//! Composition root for the jobs and events pages.
//!
//! Wires config → data service → status line → table → details panel.
//! Modal focus, backdrop and ARIA handling all stay inside the panel's
//! controller; nothing here touches them.

use std::rc::Rc;

use wasm_bindgen::JsValue;
use wasm_bindgen_futures::spawn_local;

use crate::components::data_table::DataTableView;
use crate::components::details_panel::DetailsPanelView;
use crate::components::status_region::StatusRegionView;
use crate::config::AppConfig;
use crate::dom::{BrowserDom, DomHost};
use crate::errors::{DataError, ModalError};
use crate::models::Listing;
use crate::network::{BrowserHttp, ListingService};
use crate::utils::DateFormatter;
use crate::{error_log, warn_log};

/// The views of one listing page, before data has arrived.
pub struct ListingPage<H: DomHost> {
    status: StatusRegionView<H>,
    table: DataTableView<H>,
    panel: Rc<DetailsPanelView<H>>,
    formatter: DateFormatter,
}

impl<H: DomHost> ListingPage<H> {
    /// Fails only when the details panel element is missing.
    pub fn new<L: Listing>(host: H, config: &AppConfig) -> Result<Self, ModalError> {
        let formatter = DateFormatter::new(&config.locale);
        let panel = Rc::new(DetailsPanelView::new(host.clone(), &config.details_selector)?);
        let status = StatusRegionView::new(host.clone(), &config.status_selector);
        let table = DataTableView::new(host, &config.table_selector, L::table_config(), formatter.clone());
        Ok(Self { status, table, panel, formatter })
    }

    pub fn panel(&self) -> &Rc<DetailsPanelView<H>> {
        &self.panel
    }

    pub fn start_loading(&self) {
        self.status.set_loading();
    }

    /// Render the fetch result: a table wired to the details panel, or the
    /// error status.
    pub fn loaded<L: Listing>(&self, result: Result<Vec<L>, DataError>) {
        let rows = match result {
            Ok(rows) => rows,
            Err(e) => {
                error_log!("Failed to load {}: {}", L::SERVICE_NAME, e);
                self.status.set_error();
                return;
            }
        };

        let panel = self.panel.clone();
        let formatter = self.formatter.clone();
        self.table.init(rows, move |item: &L, trigger: &H::Element| {
            if item.id().is_none() {
                warn_log!("Row missing id; details not shown");
                return;
            }
            if let Err(e) = panel.show(&item.details_html(&formatter), Some(trigger)) {
                error_log!("Details panel could not open: {}", e);
            }
        });
        self.status.set_loaded();
    }
}

/// Build the page against the live document and start the fetch.
pub fn init_listing_app<L: Listing>(config: JsValue) -> Result<(), JsValue> {
    let config = AppConfig::from_js(config)?;
    let host = BrowserDom::from_window().ok_or_else(|| JsValue::from_str("no document on window"))?;

    let page = ListingPage::new::<L>(host, &config)?;
    let service = ListingService::<_, L>::new(BrowserHttp, &config.data_url);

    page.start_loading();
    spawn_local(async move {
        let result = service.get_all().await;
        page.loaded(result);
    });
    Ok(())
}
——
The problem:
Only a number is wanted here. How many lines in the material contain "trigger"?

Response area:
2